Als Grundlage für den Haushalt 2023 dient die Zahl der Mitglieder von 2021 mit 56.309. Gundel dämpfte aber etwaige aufkommende Euphorie: Dieses Plus könne leider die Inflation nicht ausgleichen.
Schmerzliche Einschnitte wird der Pfarrplan 2030 bringen. Nach bisherigen Planungen des Oberkirchenrats müssen mit dem Pfarrplan 2030 in der Landeskirche insgesamt
– bei regionaler Unterschiedlichkeit – 28,5 Prozent der Pfarrstellen abgebaut werden, sodass dann noch insgesamt 1036 Gemeinde- und Sonderpfarrstellen verbleiben.
Nach dem Verhältnis 83,5 Prozent zu 16,5 Prozent verteilen sich diese auf 865 Gemeindepfarrstellen und 171 Sonderstellen. Aber auch rund 15 Dekansstellen stehen zur Disposition, und selbst Prälaturen sollen nicht verschont bleiben. Für den Kirchenbezirk Ravensburg wurde bei der Synode nun ein Sonderausschuss gewählt, der Vorschläge für die Kürzungen erarbeiten soll.

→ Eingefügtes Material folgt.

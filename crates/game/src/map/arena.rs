use glam::Vec3;

use crate::snapshot::{EntityHandle, World};

use super::{MapObject, MapObjectKind};

/// Square walled arena with five interior blocks.
pub struct Arena {
    objects: Vec<MapObject>,
}

impl Default for Arena {
    fn default() -> Self {
        Self::new()
    }
}

impl Arena {
    pub const HALF_SIZE: f32 = 25.0;
    const WALL_HEIGHT: f32 = 5.0;
    const WALL_THICKNESS: f32 = 1.0;

    pub fn new() -> Self {
        let mut objects = Vec::new();

        Self::add_boundary(&mut objects);
        Self::add_obstacles(&mut objects);

        Self { objects }
    }

    fn add_boundary(objects: &mut Vec<MapObject>) {
        let span = Self::HALF_SIZE * 2.0;
        let along_x = Vec3::new(span, Self::WALL_HEIGHT, Self::WALL_THICKNESS);
        let along_z = Vec3::new(Self::WALL_THICKNESS, Self::WALL_HEIGHT, span);

        objects.push(MapObject::boundary(Vec3::new(0.0, 0.0, Self::HALF_SIZE), along_x));
        objects.push(MapObject::boundary(Vec3::new(0.0, 0.0, -Self::HALF_SIZE), along_x));
        objects.push(MapObject::boundary(Vec3::new(Self::HALF_SIZE, 0.0, 0.0), along_z));
        objects.push(MapObject::boundary(Vec3::new(-Self::HALF_SIZE, 0.0, 0.0), along_z));
    }

    fn add_obstacles(objects: &mut Vec<MapObject>) {
        let wide = Vec3::new(5.0, Self::WALL_HEIGHT, 1.0);
        let deep = Vec3::new(1.0, Self::WALL_HEIGHT, 5.0);

        objects.push(MapObject::obstacle(Vec3::new(10.0, 0.0, 10.0), wide));
        objects.push(MapObject::obstacle(Vec3::new(-10.0, 0.0, 10.0), deep));
        objects.push(MapObject::obstacle(Vec3::new(10.0, 0.0, -10.0), deep));
        objects.push(MapObject::obstacle(Vec3::new(-10.0, 0.0, -10.0), wide));
        objects.push(MapObject::obstacle(
            Vec3::ZERO,
            Vec3::new(3.0, Self::WALL_HEIGHT, 3.0),
        ));
    }

    pub fn objects(&self) -> &[MapObject] {
        &self.objects
    }

    pub fn spawn(&mut self, world: &mut World) {
        for object in &mut self.objects {
            let handle = world.spawn_wall(object.position, object.scale);
            object.entity_id = Some(handle.id());
        }
        log::info!(
            "Arena spawned: {} boundary walls, {} obstacles",
            self.count(MapObjectKind::Boundary),
            self.count(MapObjectKind::Obstacle)
        );
    }

    pub fn wall_handles(&self) -> Vec<EntityHandle> {
        self.objects
            .iter()
            .filter_map(|obj| obj.entity_id.map(EntityHandle))
            .collect()
    }

    fn count(&self, kind: MapObjectKind) -> usize {
        self.objects.iter().filter(|o| o.kind == kind).count()
    }
}

#[cfg(test)]
mod tests {
    use super::*;

    #[test]
    fn arena_spawns_walls() {
        let mut arena = Arena::new();
        let mut world = World::new();

        arena.spawn(&mut world);

        assert_eq!(world.entity_count(), 9);
        assert_eq!(arena.wall_handles().len(), 9);
        assert!(world.entities().all(|e| e.is_wall()));
    }

    #[test]
    fn boundary_encloses_spawn_area() {
        let arena = Arena::new();
        let north = &arena.objects()[0];
        assert_eq!(north.position, Vec3::new(0.0, 0.0, 25.0));
        assert_eq!(north.scale, Vec3::new(50.0, 5.0, 1.0));
        // inner face sits beyond the spawn square plus a tank radius
        assert!(north.position.z - north.half_extents().z > 20.0 + 1.0);
    }
}
/*!
 * YunVFS Inspector - Main Entry Point
 *
 * Opens an encrypted store and prints what is inside:
 * - `list`: every node with its kind and size (default)
 * - `stats`: node and byte counters, `--json` for machine output
 * - `cat <path>`: raw contents of one file
 *
 * The store path comes from YUNVFS_STORE (default: yunvfs.dat) and the
 * passphrase from YUNVFS_KEY.
 */

use std::io::Write;

use miette::{miette, IntoDiagnostic, Result};
use tracing::info;

use yunvfs::{init_tracing, load_with_config, NodeKind, VfsConfig};

const ENV_STORE: &str = "YUNVFS_STORE";
const ENV_KEY: &str = "YUNVFS_KEY";
const DEFAULT_STORE: &str = "yunvfs.dat";

enum Command {
    List,
    Stats { json: bool },
    Cat { path: String },
}

fn parse_args(mut args: impl Iterator<Item = String>) -> Result<Command> {
    match args.next().as_deref() {
        None | Some("list") => Ok(Command::List),
        Some("stats") => Ok(Command::Stats {
            json: args.any(|a| a == "--json"),
        }),
        Some("cat") => args
            .next()
            .map(|path| Command::Cat { path })
            .ok_or_else(|| miette!("usage: yunvfs cat <path>")),
        Some(other) => Err(miette!(
            help = "commands: list, stats [--json], cat <path>",
            "unknown command: {}",
            other
        )),
    }
}

fn main() -> Result<()> {
    init_tracing();

    let command = parse_args(std::env::args().skip(1))?;
    let store = std::env::var(ENV_STORE).unwrap_or_else(|_| DEFAULT_STORE.to_string());
    let key = std::env::var(ENV_KEY).map_err(|_| miette!("{} is not set", ENV_KEY))?;

    let config = VfsConfig::from_env();
    info!(store = %store, "Opening store");
    let tree = load_with_config(&store, &key, config)?;

    let stdout = std::io::stdout();
    let mut out = stdout.lock();
    match command {
        Command::List => {
            let mut lines = Vec::new();
            tree.walk(|path, _, node| {
                let kind = match node.kind() {
                    NodeKind::File => 'f',
                    NodeKind::Directory => 'd',
                };
                lines.push(format!("{} {:>10} {}", kind, node.size(), path));
            });
            for line in lines {
                writeln!(out, "{}", line).into_diagnostic()?;
            }
        }
        Command::Stats { json } => {
            let stats = tree.stats();
            if json {
                let rendered = serde_json::to_string(&stats).into_diagnostic()?;
                writeln!(out, "{}", rendered).into_diagnostic()?;
            } else {
                writeln!(out, "nodes: {}", stats.total_nodes).into_diagnostic()?;
                writeln!(out, "bytes: {}", stats.total_size).into_diagnostic()?;
            }
        }
        Command::Cat { path } => {
            let id = tree.lookup(&path)?;
            let contents = tree.read(id)?;
            out.write_all(&contents).into_diagnostic()?;
        }
    }

    tree.destroy();
    Ok(())
}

Wie Pfarrpläne durchaus konstruktiv umgesetzt werden können, belegt die Bildung der Verbundkirchengemeinde Leutkirch-Aitrach-Kißlegg, die am 1. Januar 2023 aus der Taufe gehoben wird. Laut Pfarrplan 2024 musste eine Pfarrstelle von vier wegfallen.
Ursprünglich hatte die Synode beschlossen, die Pfarrstelle Leutkirch Nord zu streichen. Nach vielen Sitzungen kamen die Gemeinden aber überein, die Pfarrstelle Aitrach aufzugeben. In Zukunft übernimmt das Pfarramt Kißlegg die VerbundGeschäftsführung. In Leutkirch wird es ein Pfarramt Leutkirch-Mitte mit 2100 Gemeindegliedern geben. Das Pfarramt Leutkirch-Aitrach wird für die pastorale Versorgung in Aitrach und die restlichen rund 700 Mitglieder in Leutkirch verantwortlich sein. Die Synode stimmte dieser Änderung des Beschlusses zu.